No matter how many times I buy a scraper as I’m leaving Bed, Bath & Beyond, utilizing yet another 20% discount coupon, I still never have one in my car. The road behind me must literally be littered with a multi-colored assortment of the latest and greatest in scraper technology. Regardless of this fact, the other morning, I found myself up against the cruelest of all ice coatings with absolutely nothing but my jagged fingernails and the desperate need to leave within five minutes to avoid being late for the day’s engagements.
As I rummaged through my trunk, always a Mary Poppins like wonderland of forgotten objects, I caught the reflection of a brass object with a narrow, blade like edge. Much to my delight, this was one half of a child’s cymbal set, given to me by John after it was discarded by the music program at the school where he used to work.
I would not be surprised if the next innovation in scrapers I see at Bed, Bath & Beyond are disc shaped scrapers with the handle in the middle because this thing worked better than any plastic contraption I’ve absent mindedly dropped or loaned and never received back.
Behold - http://instagram.com/p/z0gx4pAhYs/
3. And finally, John has a recommendation for those of you in neighborhoods where this level of snow significantly reduces available parking.

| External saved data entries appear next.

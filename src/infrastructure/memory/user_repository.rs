//! In-Memory User Repository Implementation
//!
//! 用户集合保存在进程内存中，进程退出即丢弃。
//! 读操作共享读锁，写操作独占写锁，因此 ID 分配不会产生重复。
//! 按 ID 查找为线性扫描，O(n)。

use async_trait::async_trait;
use std::sync::Arc;
use tokio::sync::RwLock;

use crate::application::ports::{NewUser, RepositoryError, UserRepositoryPort};
use crate::domain::{Email, User, UserChanges, UserId};

/// 启动时预置的演示用户
const DEMO_USERS: &[(u64, &str, &str, &str)] = &[
    (1, "Alice Johnson", "alice@example.com", "developer"),
    (2, "Bob Smith", "bob@example.com", "designer"),
    (3, "Charlie Davis", "charlie@example.com", "manager"),
    (4, "Diana Prince", "diana@example.com", "developer"),
];

/// 内存用户仓储
pub struct InMemoryUserRepository {
    users: RwLock<Vec<User>>,
}

impl InMemoryUserRepository {
    /// 空集合
    pub fn new() -> Self {
        Self::with_users(Vec::new())
    }

    /// 预置 4 个演示用户（ID 1-4）
    pub fn seeded() -> Self {
        let users = DEMO_USERS
            .iter()
            .filter_map(|&(id, name, email, role)| {
                Email::parse(email)
                    .ok()
                    .map(|email| User::new(UserId::new(id), name, email, role))
            })
            .collect();
        Self::with_users(users)
    }

    pub fn with_users(users: Vec<User>) -> Self {
        Self {
            users: RwLock::new(users),
        }
    }

    pub fn arc(self) -> Arc<Self> {
        Arc::new(self)
    }
}

impl Default for InMemoryUserRepository {
    fn default() -> Self {
        Self::new()
    }
}

fn next_id(users: &[User]) -> Result<UserId, RepositoryError> {
    match users.iter().map(User::id).max() {
        None => Ok(UserId::FIRST),
        Some(max) => max.checked_next().ok_or_else(|| {
            RepositoryError::Storage(format!("user id space exhausted after {}", max))
        }),
    }
}

#[async_trait]
impl UserRepositoryPort for InMemoryUserRepository {
    async fn find_all(&self) -> Result<Vec<User>, RepositoryError> {
        Ok(self.users.read().await.clone())
    }

    async fn find_by_id(&self, id: UserId) -> Result<Option<User>, RepositoryError> {
        let users = self.users.read().await;
        Ok(users.iter().find(|u| u.id() == id).cloned())
    }

    async fn insert(&self, user: NewUser) -> Result<User, RepositoryError> {
        let mut users = self.users.write().await;
        let user = User::new(next_id(&users)?, user.name, user.email, user.role);
        users.push(user.clone());
        tracing::debug!(user_id = %user.id(), total = users.len(), "User inserted");
        Ok(user)
    }

    async fn update(&self, id: UserId, changes: UserChanges) -> Result<User, RepositoryError> {
        let mut users = self.users.write().await;
        let user = users
            .iter_mut()
            .find(|u| u.id() == id)
            .ok_or(RepositoryError::NotFound(id))?;
        user.apply(changes);
        Ok(user.clone())
    }

    async fn delete(&self, id: UserId) -> Result<(), RepositoryError> {
        let mut users = self.users.write().await;
        let index = users
            .iter()
            .position(|u| u.id() == id)
            .ok_or(RepositoryError::NotFound(id))?;
        users.remove(index);
        tracing::debug!(user_id = %id, total = users.len(), "User removed");
        Ok(())
    }
}

#[cfg(test)]
mod tests {
    use super::*;
    use std::collections::HashSet;

    fn new_user(name: &str) -> NewUser {
        NewUser {
            name: name.to_string(),
            email: Email::parse(format!("{}@example.com", name.to_lowercase())).unwrap(),
            role: "tester".to_string(),
        }
    }

    #[tokio::test]
    async fn test_seeded_collection() {
        let repo = InMemoryUserRepository::seeded();
        let users = repo.find_all().await.unwrap();
        assert_eq!(users.len(), 4);
        assert_eq!(users[3].name(), "Diana Prince");
        assert_eq!(users[3].email().as_str(), "diana@example.com");
    }

    #[tokio::test]
    async fn test_user_lifecycle() {
        let repo = InMemoryUserRepository::new();

        // Insert
        let eve = repo.insert(new_user("Eve")).await.unwrap();
        assert_eq!(eve.id(), UserId::FIRST);

        // Find
        let found = repo.find_by_id(eve.id()).await.unwrap();
        assert_eq!(found, Some(eve.clone()));

        // Update
        let updated = repo
            .update(
                eve.id(),
                UserChanges {
                    name: Some("Eve Adams".to_string()),
                    ..Default::default()
                },
            )
            .await
            .unwrap();
        assert_eq!(updated.name(), "Eve Adams");
        assert_eq!(updated.role(), "tester");

        // Delete
        repo.delete(eve.id()).await.unwrap();
        assert_eq!(repo.find_by_id(eve.id()).await.unwrap(), None);
        assert!(matches!(
            repo.delete(eve.id()).await,
            Err(RepositoryError::NotFound(_))
        ));
    }

    #[tokio::test]
    async fn test_id_is_max_plus_one_not_len_plus_one() {
        let repo = InMemoryUserRepository::seeded();

        repo.delete(UserId::new(1)).await.unwrap();
        repo.delete(UserId::new(2)).await.unwrap();
        let user = repo.insert(new_user("Grace")).await.unwrap();
        assert_eq!(user.id(), UserId::new(5));

        // 删除最大 ID 后，新用户会复用该 ID
        repo.delete(UserId::new(5)).await.unwrap();
        let user = repo.insert(new_user("Heidi")).await.unwrap();
        assert_eq!(user.id(), UserId::new(5));
    }

    #[tokio::test]
    async fn test_insert_fails_when_id_space_exhausted() {
        let max = User::new(
            UserId::new(u64::MAX),
            "Max",
            Email::parse("max@example.com").unwrap(),
            "edge",
        );
        let repo = InMemoryUserRepository::with_users(vec![max]);

        let result = repo.insert(new_user("Judy")).await;
        assert!(matches!(result, Err(RepositoryError::Storage(_))));
        assert_eq!(repo.find_all().await.unwrap().len(), 1);
    }

    #[tokio::test]
    async fn test_insert_appends_to_end() {
        let repo = InMemoryUserRepository::seeded();
        repo.insert(new_user("Ivan")).await.unwrap();

        let users = repo.find_all().await.unwrap();
        assert_eq!(users.last().map(|u| u.name()), Some("Ivan"));
    }

    #[tokio::test]
    async fn test_update_missing_user() {
        let repo = InMemoryUserRepository::seeded();
        let result = repo.update(UserId::new(42), UserChanges::default()).await;
        assert!(matches!(result, Err(RepositoryError::NotFound(id)) if id == UserId::new(42)));
    }

    #[tokio::test(flavor = "multi_thread", worker_threads = 4)]
    async fn test_concurrent_inserts_get_distinct_ids() {
        let repo = InMemoryUserRepository::seeded().arc();

        let handles: Vec<_> = (0..50)
            .map(|i| {
                let repo = repo.clone();
                tokio::spawn(async move { repo.insert(new_user(&format!("User{}", i))).await })
            })
            .collect();

        let mut ids = HashSet::new();
        for handle in handles {
            let user = handle.await.unwrap().unwrap();
            assert!(ids.insert(user.id()));
        }

        assert_eq!(ids.len(), 50);
        assert_eq!(repo.find_all().await.unwrap().len(), 54);
        assert_eq!(ids.iter().max(), Some(&UserId::new(54)));
    }
}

To ward off irate neighbors intent on claiming the street parking in front of their house, despite that being illegal and just ... well ... anti social, go the extra mile while digging your own car out by also digging theirs out. While this isn't a time saver per se, it will absolutely come in handy when the last spot on the street happens to be in front of said neighbors house. And it's a hell of a work out! Now go reward yourself with a hot toddy.